China’s Crackdown on Gaia Earth Core: Consumer Protection or Authoritarian Control?

by | Jan 21, 2026 | Featured China

A movement with over 10,000 members may have violated consumer protection laws. But the repression is also part of a campaign to eliminate independent spiritual organizations.

by Zhao Zhangyong

Posters for Gaia Earth Core and its activities. From Weibo.
Posters for Gaia Earth Core and its activities. From Weibo.

The case of Gaia Earth Core (盖亚地心), formerly known as Starry Homeland (星际家园), has become one of the most prominent prosecutions of a spiritual movement in China in recent years.

The group was founded in February 2019 by Sun Linlin (孙淋琳), born in 1983 in Dalian, who styled herself as “Tara Shangshi” and claimed to be the reincarnation of the Buddhist goddess Green Tara. In October 2021, the organization rebranded itself as Gaia Earth Core.

Its teachings combined elements of “mind‑body‑spirit” practice with esoteric claims: courses such as Alliance with God, Light of Creation, and Fairy Healing promised to open supernatural powers, cleanse karmic burdens, and connect members to “high-dimensional cosmic energy.” Central to the practice was the use of crystals, presented as sacred instruments capable of channeling universal forces, healing illness, and unlocking wealth.

The group operated primarily online, using WeChat groups, Tencent Meeting, Litchi Micro‑Class, and other platforms to deliver lectures and organize “crystal auctions.” Members were encouraged to join daily collective meditations, listen repeatedly to Tara’s audio teachings, and share “miracle experiences.”

Crystals were sold or auctioned at high prices—sometimes tens or hundreds of thousands of yuan. Members were told that acquiring these crystals was essential to spiritual advancement, and many spent significant money to participate.

By 2022, authorities estimated that the group had attracted over 10,000 members nationwide and collected more than 1.93 billion yuan in revenue.
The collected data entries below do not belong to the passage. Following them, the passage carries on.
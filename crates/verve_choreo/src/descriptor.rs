//! Animation descriptors
//!
//! An [`AnimationDescriptor`] is the immutable value object a section hands
//! to its choreographer: start state, end state, duration, easing, and the
//! optional delay/stagger/yoyo modifiers. The choreographer compiles one
//! [`MultiKeyframeAnimation`] per target element from it; the descriptor
//! itself is never consumed or mutated.
//!
//! The named constructors are the transition shapes that recur across the
//! site - the same handful of fromTo pairs every section was hand-rolling.

use verve_animation::{Easing, KeyframeProperties, MultiKeyframeAnimation};

/// One declarative transition: from state, to state, timing
#[derive(Clone, Debug)]
pub struct AnimationDescriptor {
    from: KeyframeProperties,
    to: KeyframeProperties,
    duration_ms: u32,
    easing: Easing,
    delay_ms: u32,
    stagger_ms: u32,
    yoyo: bool,
}

impl AnimationDescriptor {
    pub fn new(
        from: KeyframeProperties,
        to: KeyframeProperties,
        duration_ms: u32,
        easing: Easing,
    ) -> Self {
        Self {
            from,
            to,
            duration_ms,
            easing,
            delay_ms: 0,
            stagger_ms: 0,
            yoyo: false,
        }
    }

    // ========================================================================
    // Recurring transition shapes
    // ========================================================================

    /// Plain opacity fade
    pub fn fade_in(duration_ms: u32) -> Self {
        Self::new(
            KeyframeProperties::default().with_opacity(0.0),
            KeyframeProperties::default(),
            duration_ms,
            Easing::EaseOut,
        )
    }

    /// Rise while fading in: the default section-title entrance
    pub fn fade_up(duration_ms: u32, distance: f32) -> Self {
        Self::new(
            KeyframeProperties::default()
                .with_opacity(0.0)
                .with_translate(0.0, distance),
            KeyframeProperties::default(),
            duration_ms,
            Easing::EaseOut,
        )
    }

    /// Blur-to-clear rise: the hero headline entrance
    pub fn blur_up(duration_ms: u32, distance: f32, blur: f32) -> Self {
        Self::new(
            KeyframeProperties::default()
                .with_opacity(0.0)
                .with_translate(0.0, distance)
                .with_scale(0.9)
                .with_blur(blur),
            KeyframeProperties::default(),
            duration_ms,
            Easing::EaseOut,
        )
    }

    /// Slide in from the left while fading: form rows
    pub fn slide_in_left(duration_ms: u32, distance: f32) -> Self {
        Self::new(
            KeyframeProperties::default()
                .with_opacity(0.0)
                .with_translate(-distance, 0.0),
            KeyframeProperties::default(),
            duration_ms,
            Easing::EaseOut,
        )
    }

    /// Drop in from above while fading: the navigation bar
    pub fn drop_in(duration_ms: u32, distance: f32) -> Self {
        Self::new(
            KeyframeProperties::default()
                .with_opacity(0.0)
                .with_translate(0.0, -distance),
            KeyframeProperties::default(),
            duration_ms,
            Easing::EaseOut,
        )
    }

    /// Grow from slightly shrunken with a small rise: project cards
    pub fn scale_in(duration_ms: u32) -> Self {
        Self::new(
            KeyframeProperties::default()
                .with_opacity(0.0)
                .with_scale(0.8)
                .with_translate(0.0, 20.0),
            KeyframeProperties::default(),
            duration_ms,
            Easing::EaseOut,
        )
    }

    /// Overshooting pop: call-to-action buttons
    pub fn pop_in(duration_ms: u32) -> Self {
        Self::new(
            KeyframeProperties::default()
                .with_opacity(0.0)
                .with_scale(0.8)
                .with_translate(0.0, 20.0),
            KeyframeProperties::default(),
            duration_ms,
            Easing::back_out(),
        )
    }

    /// Endless breathing scale: CTA/submit emphasis
    ///
    /// Continuous by construction - the yoyo flag is already set.
    pub fn pulse(duration_ms: u32, peak_scale: f32) -> Self {
        Self::new(
            KeyframeProperties::default(),
            KeyframeProperties::default().with_scale(peak_scale),
            duration_ms,
            Easing::EaseInOut,
        )
        .with_yoyo()
    }

    // ========================================================================
    // Modifiers (builder-style, used at construction only)
    // ========================================================================

    /// Delay before the animation starts, ms
    pub fn with_delay(mut self, delay_ms: u32) -> Self {
        self.delay_ms = delay_ms;
        self
    }

    /// Extra delay per element when applied to a group, ms
    pub fn with_stagger(mut self, stagger_ms: u32) -> Self {
        self.stagger_ms = stagger_ms;
        self
    }

    /// Repeat forever, alternating direction
    pub fn with_yoyo(mut self) -> Self {
        self.yoyo = true;
        self
    }

    pub fn duration_ms(&self) -> u32 {
        self.duration_ms
    }

    pub fn delay_ms(&self) -> u32 {
        self.delay_ms
    }

    pub fn stagger_ms(&self) -> u32 {
        self.stagger_ms
    }

    pub fn is_yoyo(&self) -> bool {
        self.yoyo
    }

    pub fn from(&self) -> &KeyframeProperties {
        &self.from
    }

    pub fn to(&self) -> &KeyframeProperties {
        &self.to
    }

    /// Longest possible wall time for a group of `count` staggered elements
    ///
    /// delay + stagger x (count - 1) + duration; the timing bound the
    /// end-to-end tests assert against.
    pub fn total_duration_ms(&self, count: usize) -> u32 {
        self.delay_ms + self.stagger_ms * count.saturating_sub(1) as u32 + self.duration_ms
    }

    /// Compile into a playable animation for the element at `index` within
    /// its group (index drives the stagger slot)
    pub fn compile(&self, index: usize) -> MultiKeyframeAnimation {
        let mut animation = MultiKeyframeAnimation::new(self.duration_ms)
            .keyframe(0.0, self.from, Easing::Linear)
            .keyframe(1.0, self.to, self.easing)
            .delay(self.delay_ms + self.stagger_ms * index as u32);
        if self.yoyo {
            animation = animation.repeat_yoyo();
        }
        animation
    }
}

#[cfg(test)]
mod tests {
    use super::*;

    #[test]
    fn test_compile_respects_stagger_order() {
        let descriptor = AnimationDescriptor::scale_in(600).with_stagger(200);
        let first = descriptor.compile(0);
        let third = descriptor.compile(2);
        assert_eq!(first.delay_ms(), 0);
        assert_eq!(third.delay_ms(), 400);
    }

    #[test]
    fn test_total_duration_bound() {
        // First-card delay + per-card stagger x count + one card's duration
        let descriptor = AnimationDescriptor::scale_in(600)
            .with_delay(100)
            .with_stagger(200);
        assert_eq!(descriptor.total_duration_ms(4), 100 + 3 * 200 + 600);
        assert_eq!(descriptor.total_duration_ms(1), 700);
        assert_eq!(descriptor.total_duration_ms(0), 700);
    }

    #[test]
    fn test_descriptor_is_reusable() {
        let descriptor = AnimationDescriptor::fade_up(800, 50.0);
        let a = descriptor.compile(0);
        let b = descriptor.compile(0);
        assert_eq!(a.sample_at(0.5).opacity, b.sample_at(0.5).opacity);
    }

    #[test]
    fn test_pulse_compiles_continuous() {
        let mut animation = AnimationDescriptor::pulse(2000, 1.05).compile(0);
        animation.start();
        animation.tick(5000.0);
        assert!(animation.is_playing());
    }
}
On August 24, 2022, Sun Linlin and 13 associates were detained following an investigation by the Wucheng Branch of the Jinhua Public Security Bureau in Zhejiang Province. Assets worth over one billion yuan were frozen, including bank deposits, real estate, and vehicles.

On November 11, 2022, the Wucheng District People’s Procuratorate formally indicted Sun and her co-defendants. In 2024, the Wucheng District People’s Court of Jinhua City convicted Sun of “organizing and leading pyramid sales activities” under Article 224‑1 of the Criminal Code. She was sentenced to five years and ten months in prison and fined 600,000 yuan. Thirteen others received lesser sentences depending on their roles.
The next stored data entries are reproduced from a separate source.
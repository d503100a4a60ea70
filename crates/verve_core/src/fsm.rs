//! Event-driven state transitions
//!
//! Components define their own state enum and map events to transitions by
//! implementing [`StateTransitions`]. Events are plain `u32` identifiers so
//! state types stay `Copy` and transition tables stay match arms:
//!
//! ```rust
//! use verve_core::fsm::{event_types, StateTransitions};
//!
//! #[derive(Clone, Copy, PartialEq, Eq, Debug)]
//! enum GateState {
//!     Loading,
//!     Ready,
//! }
//!
//! impl StateTransitions for GateState {
//!     fn on_event(&self, event: u32) -> Option<Self> {
//!         match (self, event) {
//!             (GateState::Loading, event_types::TIMELINE_COMPLETE) => Some(GateState::Ready),
//!             // Ready is terminal - nothing transitions out
//!             _ => None,
//!         }
//!     }
//! }
//! ```
//!
//! `on_event` returning `None` means "stay in the current state"; callers
//! only react when a transition actually fired.

/// Event identifiers understood by Verve's built-in state machines
pub mod event_types {
    /// Scroll position crossed the collapse threshold going down
    pub const SCROLL_PAST: u32 = 0;
    /// Scroll position crossed back above the collapse threshold
    pub const SCROLL_BACK: u32 = 1;
    /// A lifecycle timeline ran to completion
    pub const TIMELINE_COMPLETE: u32 = 2;
    /// Form submission requested
    pub const SUBMIT: u32 = 3;
    /// Simulated submission delay elapsed
    pub const SUBMIT_DONE: u32 = 4;
}

/// Map events to state transitions
///
/// Implement this on a state enum to define how events cause transitions.
/// Return `None` to remain in the current state.
pub trait StateTransitions: Clone + Copy + PartialEq + Sized {
    /// Given the current state and an event, return the next state
    /// (or `None` to stay)
    fn on_event(&self, event: u32) -> Option<Self>;

    /// Apply an event in place, returning whether a transition fired
    fn apply(&mut self, event: u32) -> bool {
        if let Some(next) = self.on_event(event) {
            *self = next;
            true
        } else {
            false
        }
    }
}

#[cfg(test)]
mod tests {
    use super::*;

    #[derive(Clone, Copy, PartialEq, Eq, Debug)]
    enum Gate {
        Loading,
        Ready,
    }

    impl StateTransitions for Gate {
        fn on_event(&self, event: u32) -> Option<Self> {
            match (self, event) {
                (Gate::Loading, event_types::TIMELINE_COMPLETE) => Some(Gate::Ready),
                _ => None,
            }
        }
    }

    #[test]
    fn test_transition_fires_once() {
        let mut gate = Gate::Loading;
        assert!(gate.apply(event_types::TIMELINE_COMPLETE));
        assert_eq!(gate, Gate::Ready);

        // Terminal state ignores further events
        assert!(!gate.apply(event_types::TIMELINE_COMPLETE));
        assert_eq!(gate, Gate::Ready);
    }

    #[test]
    fn test_unknown_event_stays() {
        let mut gate = Gate::Loading;
        assert!(!gate.apply(event_types::SCROLL_PAST));
        assert_eq!(gate, Gate::Loading);
    }
}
 Police image of a Gaia Earth Core meeting. Screenshot.
Police image of a Gaia Earth Core meeting. Screenshot.

Although the leader is now imprisoned, reports suggest that members continue to be pursued and pressured, with ongoing arrests and interrogations. Authorities frame this as “clean-up” work against fraud, but it also reflects the broader policy of dismantling any independent spiritual networks.
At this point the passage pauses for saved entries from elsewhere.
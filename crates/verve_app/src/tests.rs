//! End-to-end tests for the assembled site
//!
//! These drive the whole app through its frame loop the way a browser
//! session would: preloader, reveal, navigation, scroll-triggered
//! entrances, form submission.

use crate::{SubmitOutcome, VerveApp, VerveConfig};
use verve_core::Vec2;

const FRAME: f32 = 1.0 / 60.0;

/// The preload choreography runs 4.5s; one extra frame for the poll
const PRELOAD_FRAMES: usize = 272;

fn advance_frames(app: &mut VerveApp, frames: usize) {
    for _ in 0..frames {
        app.advance(FRAME);
    }
}

fn test_app() -> VerveApp {
    VerveApp::new(VerveConfig::default()).expect("app must assemble")
}

#[test]
fn test_preloader_gates_then_reveals() {
    let mut app = test_app();
    assert!(app.is_loading());
    assert!(app.policy().is_locked());
    assert_eq!(app.page().opacity(), 0.0);

    advance_frames(&mut app, PRELOAD_FRAMES);
    assert!(!app.is_loading());
    assert!(!app.policy().is_locked());

    // The reveal fade runs after the gate opens
    advance_frames(&mut app, 120);
    assert!((app.page().opacity() - 1.0).abs() < 0.05);
}

#[test]
fn test_scroll_ignored_while_loading() {
    let mut app = test_app();
    advance_frames(&mut app, 30);

    app.scroll_by(400.0);
    assert_eq!(app.viewport().scroll_y, 0.0);

    app.scroll_to_anchor("#projects").unwrap();
    advance_frames(&mut app, 30);
    assert_eq!(app.viewport().scroll_y, 0.0);

    // After the gate opens, scrolling works
    advance_frames(&mut app, PRELOAD_FRAMES);
    app.scroll_by(400.0);
    assert_eq!(app.viewport().scroll_y, 400.0);
}

#[test]
fn test_projects_navigation_end_to_end() {
    let mut app = test_app();
    advance_frames(&mut app, PRELOAD_FRAMES);

    // Click the Projects nav link
    app.scroll_to_anchor("#projects").unwrap();
    assert!(app.is_smooth_scrolling());

    let projects_top = app.page().anchor_target("#projects").unwrap();
    let mut frames = 0;
    while app.is_smooth_scrolling() {
        app.advance(FRAME);
        frames += 1;
        assert!(frames < 600, "smooth scroll never settled");
    }

    // Section top aligned with viewport top, within a few pixels
    assert!((app.viewport().scroll_y - projects_top).abs() < 3.0);

    // Entrance bound: first-card delay + stagger x cards + one duration.
    // The descriptor is scale_in(600) staggered 200ms across 4 cards.
    let card_count = app.page().elements().project_cards.len();
    assert_eq!(card_count, 4);
    let bound_ms = 200.0 * card_count as f32 + 600.0;
    advance_frames(&mut app, (bound_ms / 1000.0 / FRAME).ceil() as usize + 2);

    for card in &app.page().elements().project_cards {
        let props = card.props();
        assert!((props.opacity - 1.0).abs() < 1e-3, "card not fully visible");
        assert!((props.scale - 1.0).abs() < 1e-3, "card not fully scaled");
    }

    // The nav collapsed on the way down
    assert_eq!(app.page().nav().state(), crate::NavState::Collapsed);
}

#[test]
fn test_scroll_back_replays_entrance() {
    let mut app = test_app();
    advance_frames(&mut app, PRELOAD_FRAMES);

    app.scroll_to_anchor("#projects").unwrap();
    while app.is_smooth_scrolling() {
        app.advance(FRAME);
    }
    advance_frames(&mut app, 120);
    assert!((app.page().elements().project_cards[0].props().opacity - 1.0).abs() < 1e-3);

    // Back to the top: the entrance reverses
    app.scroll_by(-app.viewport().scroll_y);
    advance_frames(&mut app, 300);
    let reversed = app.page().elements().project_cards[0].props().opacity;
    assert!(reversed < 0.05, "entrance did not reverse, opacity {reversed}");

    // Down again: it replays, settling fully visible
    app.scroll_by(app.page().anchor_target("#projects").unwrap());
    advance_frames(&mut app, 300);
    assert!((app.page().elements().project_cards[0].props().opacity - 1.0).abs() < 1e-3);
}

#[test]
fn test_reduced_motion_omits_decorative_effects() {
    let mut app = VerveApp::new(VerveConfig {
        reduced_motion: true,
        ..Default::default()
    })
    .unwrap();

    assert_eq!(app.effect_count(), 0);
    assert!(app.cursor().is_none());

    // Core navigation and content still work
    advance_frames(&mut app, PRELOAD_FRAMES);
    app.scroll_to_anchor("#contact").unwrap();
    while app.is_smooth_scrolling() {
        app.advance(FRAME);
    }
    let contact_top = app.page().anchor_target("#contact").unwrap();
    assert!((app.viewport().scroll_y - contact_top).abs() < 3.0);
}

#[test]
fn test_cursor_follows_pointer() {
    let mut app = test_app();
    app.pointer_moved(Vec2::new(640.0, 360.0));
    advance_frames(&mut app, 60);

    let cursor = app.cursor().expect("cursor enabled by default");
    assert!((cursor.dot_position().x - 640.0).abs() < 5.0);
    assert!((cursor.dot_position().y - 360.0).abs() < 5.0);
}

#[test]
fn test_unknown_anchor_is_an_error() {
    let mut app = test_app();
    advance_frames(&mut app, PRELOAD_FRAMES);
    assert!(app.scroll_to_anchor("#careers").is_err());
}

#[tokio::test(start_paused = true)]
async fn test_contact_form_end_to_end() {
    let mut app = test_app();

    // Empty form never reaches the simulated delay
    assert_eq!(
        app.page_mut().submit_contact().await,
        SubmitOutcome::MissingField("name")
    );

    app.page_mut().form_mut().set_name("Ada Lovelace");
    app.page_mut().form_mut().set_email("ada@example.com");
    app.page_mut().form_mut().set_message("Let's build something");

    assert_eq!(app.page_mut().submit_contact().await, SubmitOutcome::Sent);
    assert_eq!(app.page().form().name(), "");
    assert!(!app.page().form().is_submitting());
}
Probably, Gaia Earth Core’s practices—high-priced courses, extravagant crystal auctions, and promises of supernatural wealth—did cause real financial harm to some participants. Yet in China, any spiritual group outside the state-approved religious associations is automatically branded a “xie jiao” and accused of brainwashing or fraud, making it difficult to distinguish genuine misconduct from political suppression.

The Gaia case thus sits at the intersection of consumer protection and authoritarian control. While vigilance against exploitation is reasonable, the continuing persecution of ordinary members after the leader’s conviction suggests that the state’s deeper goal is the eradication of unsupervised religious life. In this sense, Gaia Earth Core is also a window into the narrowing space for belief in contemporary China.